The Cheshire Prophet

We use storytelling a lot in our work with schools, presentations to groups, living history events, and increasingly at festivals, which is a great thing.  I'm very keen to get more people involved in telling and listening to tales as once was so common in the past.  It's also a great way to find out more about local folklore.  Here's my version of a lesser known Cheshire legend...

Yes, I remember the lad. You’d find it hard to forget him, he'd a face like a Buckley panmug, such an ugly thing he was and cruel with it. Even when he were young, that Robert Nixon would be tormenting animals, and worse than that, just for the fun of it. So I’ve no idea why he got such a gift, or curse as it turned out.

Well, we were lads together at Over, you know, near Wine’s Ford, where the devil dropped the church. This was in the days of King Dick, or was it Edward, no, it would have to have been Dick wouldn’t it?

Now there he was, Nixon, in the fields where he should have been following the plough but he was sitting idle as he did all too often. Next I recall was a great skriking which made me to run from my tilling over to where Nixon was sat. He was there staring at the sky, and there were nothing there, just clouds.

Then he starts to shout, “Oh, ill done Dick! Well done Harry! Harry has gained the day.” Then down he goes and when he comes to he can’t remember any of it. And me and Thomas Buckley who were there too couldn’t make anything of it.

But by and by, we got word brought here from a place called Market Bosworth, or some such, saying king’s dead after a battle and new king is a Welshman called Harry. Well, we thought on this and what Nixon had been saying in that field and reckoned he mun have seen this in the sky.

Now, you know as well as I that word spreads of these things, and I reckon Thomas Buckley had been telling folk at Namptwich market, but soon enough we have all sorts of folk we’ve not seen before coming to Over and asking after Nixon. And they’re calling him a prophet and it’s gone to his head and he’s telling them all sorts like Northwich will be devoured by water and that Vale Royal abbey will become a raven’s nest. But like pilgrims listening to a pardoner, they’re all taking it in with good faith.

Folk started saying of Nixon how he was strong i’th’arm and wick in the head. You know, wick, like alive, quick of wit. Well, they must have been seeing a different side to him. But then this feller all in blue and red as you’ve never seen before comes to Over and says he’s been sent by the king to fetch Nixon.

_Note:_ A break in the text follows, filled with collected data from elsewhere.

//! Region reads.
//!
//! This module ties the other layers together into one call:
//!
//! ```text
//! ReadRequest (level 0 rect, resolution, z/t/channels)
//!      │
//!      ▼
//! ┌──────────────┐   ┌──────────────┐   ┌──────────────────────┐
//! │ Resolution   │──►│ Tile planner │──►│ Workers + pools      │
//! │ table        │   │              │   │ (write ResultCanvas) │
//! └──────────────┘   └──────────────┘   └──────────┬───────────┘
//!                                                  ▼
//!                                   residual 2x downscale passes
//!                                                  │
//!                                                  ▼
//!                                   ReadOutcome ─► RegionEncoder
//! ```
//!
//! - [`RegionReader`]: job coordinator, entry point for reads
//! - [`ResultCanvas`]: destination planes and in-place downscaling
//! - [`RegionEncoder`]: PNG/JPEG output
//! - [`Sample`] / [`PixelType`]: typed samples decoded from raw bytes

pub(crate) mod canvas;
mod coordinator;
mod encoder;
mod job;
pub(crate) mod sample;

pub use canvas::ResultCanvas;
pub use coordinator::RegionReader;
pub use encoder::{EncodableSample, OutputFormat, RegionEncoder, MAX_JPEG_QUALITY, MIN_JPEG_QUALITY};
pub use job::{FailedTile, JobState, ReadOutcome, ReadReport, ReadRequest, RegionImage};
pub use sample::{PixelType, Sample};
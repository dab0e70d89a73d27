//! Slide abstraction layer.
//!
//! This module defines the narrow capability a region read needs from an
//! image decoder, plus the pieces built directly on top of it.
//!
//! # Architecture
//!
//! ```text
//! ┌─────────────────────────────────────────┐
//! │         RegionReader (coordinator)      │
//! └──────────┬─────────────────────┬────────┘
//!            │                     │
//!            ▼                     ▼
//! ┌────────────────────┐  ┌─────────────────────┐
//! │  ResolutionTable   │  │     ReaderPool      │
//! │ (usable levels)    │  │ (one clone/worker)  │
//! └──────────┬─────────┘  └──────────┬──────────┘
//!            └──────────┬────────────┘
//!                       ▼
//! ┌─────────────────────────────────────────┐
//! │             Decoder Trait               │
//! │   (bind, sizes, plane bytes, clone)     │
//! └────────────────────┬────────────────────┘
//!                      │
//!          ┌───────────┴───────────┐
//!          ▼                       ▼
//! ┌─────────────────┐    ┌─────────────────────┐
//! │  MemoryDecoder  │    │   open_pyramid()    │
//! │ (in-memory)     │    │ (PNG/JPEG -> levels)│
//! └─────────────────┘    └─────────────────────┘
//! ```
//!
//! # Usage
//!
//! ```ignore
//! use wsi_region_reader::slide::{open_pyramid, ResolutionTable};
//!
//! let mut decoder = open_pyramid(Path::new("slide.png"), 4)?;
//! let table = ResolutionTable::build(&mut decoder, 0)?;
//!
//! // closest usable level for a 1/8 scale read
//! let resolved = table.resolve(3);
//! ```

mod decoder;
mod image_file;
mod memory;
mod resolution;

pub use decoder::Decoder;
pub use image_file::open_pyramid;
pub use memory::{MemoryDecoder, MemoryLevel, MemorySeries};
pub use resolution::{NativeLevel, ResolutionTable, ResolvedLevel, LEVEL_TOLERANCE};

Now Nixon starts saying how he won’t go and king’s man says he had to, king says so. But Nixon tells him that if he goes to king’s palace he will starve to death. So I say, it’s a palace with great kitchens and plenty of food and he won’t starve and anyroad if king says you have to go you can’t say no.

So he didn’t like it but goes along all the same. Now the rest I shall have to tell you as I’ve heard from others. They say that King Harry took a liking to Nixon and let him stay in the kitchen so he’d have no fear of being clemmed. King Harry gave him a test where he told Nixon he had lost a ring, but he just tells him back, “Who hides can find it himself.” Now, I could have made that guess an’all but it seems the king started to believe Nixon was a prophet. He asked him where a man might find safety at Domesday and Nixon says back to him, “In God’s croft, twixt Mersey and Dee.”

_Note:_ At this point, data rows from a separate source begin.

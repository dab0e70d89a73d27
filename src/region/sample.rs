//! Pixel types and per-sample conversion.
//!
//! Decoders hand out raw bytes; the tile worker turns them into typed samples
//! through the [`Sample`] trait. The sample type of a read is chosen by the
//! caller and must match what the decoder reports.

use std::fmt::Debug;

use serde::Serialize;

/// Storage type of one sample as reported by a decoder.
#[derive(Debug, Clone, Copy, PartialEq, Eq, Hash, Serialize)]
#[serde(rename_all = "lowercase")]
pub enum PixelType {
    U8,
    I8,
    U16,
    I16,
    U32,
    I32,
    F32,
    F64,
}

impl PixelType {
    /// Number of bytes one sample occupies in raw plane data.
    pub const fn bytes_per_sample(self) -> usize {
        match self {
            PixelType::U8 | PixelType::I8 => 1,
            PixelType::U16 | PixelType::I16 => 2,
            PixelType::U32 | PixelType::I32 | PixelType::F32 => 4,
            PixelType::F64 => 8,
        }
    }

    /// Whether samples are floating point.
    pub const fn is_float(self) -> bool {
        matches!(self, PixelType::F32 | PixelType::F64)
    }
}

/// A typed sample that can be decoded from raw plane bytes and averaged.
pub trait Sample: Copy + Default + PartialEq + Debug + Send + Sync + 'static {
    /// The decoder pixel type this sample corresponds to.
    const PIXEL_TYPE: PixelType;

    /// Decode one sample from exactly `PIXEL_TYPE.bytes_per_sample()` bytes.
    fn from_bytes(bytes: &[u8], little_endian: bool) -> Self;

    fn to_f64(self) -> f64;

    /// Convert back from an averaged value. Integer types round to nearest
    /// and saturate at their bounds.
    fn from_f64(value: f64) -> Self;
}

macro_rules! impl_integer_sample {
    ($ty:ty, $pixel:expr, $len:expr) => {
        impl Sample for $ty {
            const PIXEL_TYPE: PixelType = $pixel;

            #[inline]
            fn from_bytes(bytes: &[u8], little_endian: bool) -> Self {
                let mut raw = [0u8; $len];
                raw.copy_from_slice(&bytes[..$len]);
                if little_endian {
                    <$ty>::from_le_bytes(raw)
                } else {
                    <$ty>::from_be_bytes(raw)
                }
            }

            #[inline]
            fn to_f64(self) -> f64 {
                self as f64
            }

            #[inline]
            fn from_f64(value: f64) -> Self {
                value.round().clamp(<$ty>::MIN as f64, <$ty>::MAX as f64) as $ty
            }
        }
    };
}

macro_rules! impl_float_sample {
    ($ty:ty, $pixel:expr, $len:expr) => {
        impl Sample for $ty {
            const PIXEL_TYPE: PixelType = $pixel;

            #[inline]
            fn from_bytes(bytes: &[u8], little_endian: bool) -> Self {
                let mut raw = [0u8; $len];
                raw.copy_from_slice(&bytes[..$len]);
                if little_endian {
                    <$ty>::from_le_bytes(raw)
                } else {
                    <$ty>::from_be_bytes(raw)
                }
            }

            #[inline]
            fn to_f64(self) -> f64 {
                self as f64
            }

            #[inline]
            fn from_f64(value: f64) -> Self {
                value as $ty
            }
        }
    };
}

impl_integer_sample!(u8, PixelType::U8, 1);
impl_integer_sample!(i8, PixelType::I8, 1);
impl_integer_sample!(u16, PixelType::U16, 2);
impl_integer_sample!(i16, PixelType::I16, 2);
impl_integer_sample!(u32, PixelType::U32, 4);
impl_integer_sample!(i32, PixelType::I32, 4);
impl_float_sample!(f32, PixelType::F32, 4);
impl_float_sample!(f64, PixelType::F64, 8);

/// Decode a run of raw bytes into typed samples.
///
/// `out` must hold exactly `raw.len() / bytes_per_sample` samples.
pub(crate) fn convert_samples<T: Sample>(raw: &[u8], little_endian: bool, out: &mut [T]) {
    let bps = T::PIXEL_TYPE.bytes_per_sample();
    for (sample, chunk) in out.iter_mut().zip(raw.chunks_exact(bps)) {
        *sample = T::from_bytes(chunk, little_endian);
    }
}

But soon enough King Harry had tired of his prophet and gone off hunting and suchlike. But there he was left living in the kitchen and all the while licking and picking at the meat until the cooks can’t thole it and shut him in a cupboard and lock it. And there he is left with food all around him but can’t get at it and he starves to death.

So, I don’t know what to think after all this. I’ve not seen any of his prophecies come to pass but there’s time yet.

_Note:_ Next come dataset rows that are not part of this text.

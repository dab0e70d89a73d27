//! Tile planning and decoding.
//!
//! A region read is split into tiles by the planner and each tile is decoded
//! by a worker on the coordinator's thread pool.
//!
//! ```text
//! ┌──────────────────────────────────────────┐
//! │               Job Coordinator            │
//! └─────────┬───────────────────────┬────────┘
//!           │ plan()                │ TileJob (bounded queue)
//!           ▼                       ▼
//! ┌──────────────────┐    ┌──────────────────────────────┐
//! │   Tile Planner   │    │         Tile Worker          │
//! │ (row-major grid, │    │ borrow reader + buffer       │
//! │  clipped edges)  │    │ read → split → convert       │
//! └──────────────────┘    │ write into canvas target     │
//!                         └──────────────────────────────┘
//! ```
//!
//! # Components
//!
//! - [`Rect`]: pixel rectangle with clipping and pyramid shifting
//! - [`plan`]: covering, non-overlapping tile grid over a region
//! - [`TilePlan`] / [`Tile`]: the planned work
//! - the tile worker, internal to the crate, driven by the coordinator

mod planner;
pub(crate) mod worker;

pub use planner::{
    default_tile_size, plan, ChannelSelection, PlanePosition, Rect, Tile, TilePlan,
    DEFAULT_TILE_SIZE,
};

Like many other prophets, nobody is quite sure whether Robert Nixon ever really existed and the earliest surviving records of his prophecies post-date many of them having come to pass.  Some people say he lived in the late 15th century, which is the version I use, but others say he lived during the reign of James I, but if that was the case many of the supposed prophecies had already happened.  In the mid-eighteenth century visitors to Over, near Winsford, would be shown Nixon's old cottage and a handful of pamphlets of his foretellings were published in doggerel verse.  Egerton Leigh made his story known again in the mid-nineteenth century in his 'Ballads and Legends of Cheshire', but few people now know about him.  Not so long ago Sue bought me a rare surviving pamphlet of Nixon's life and in it was  this late eighteenth century engraving.  Though comic in style, it is intriguing as the earliest known depiction of the Cheshire Prophet.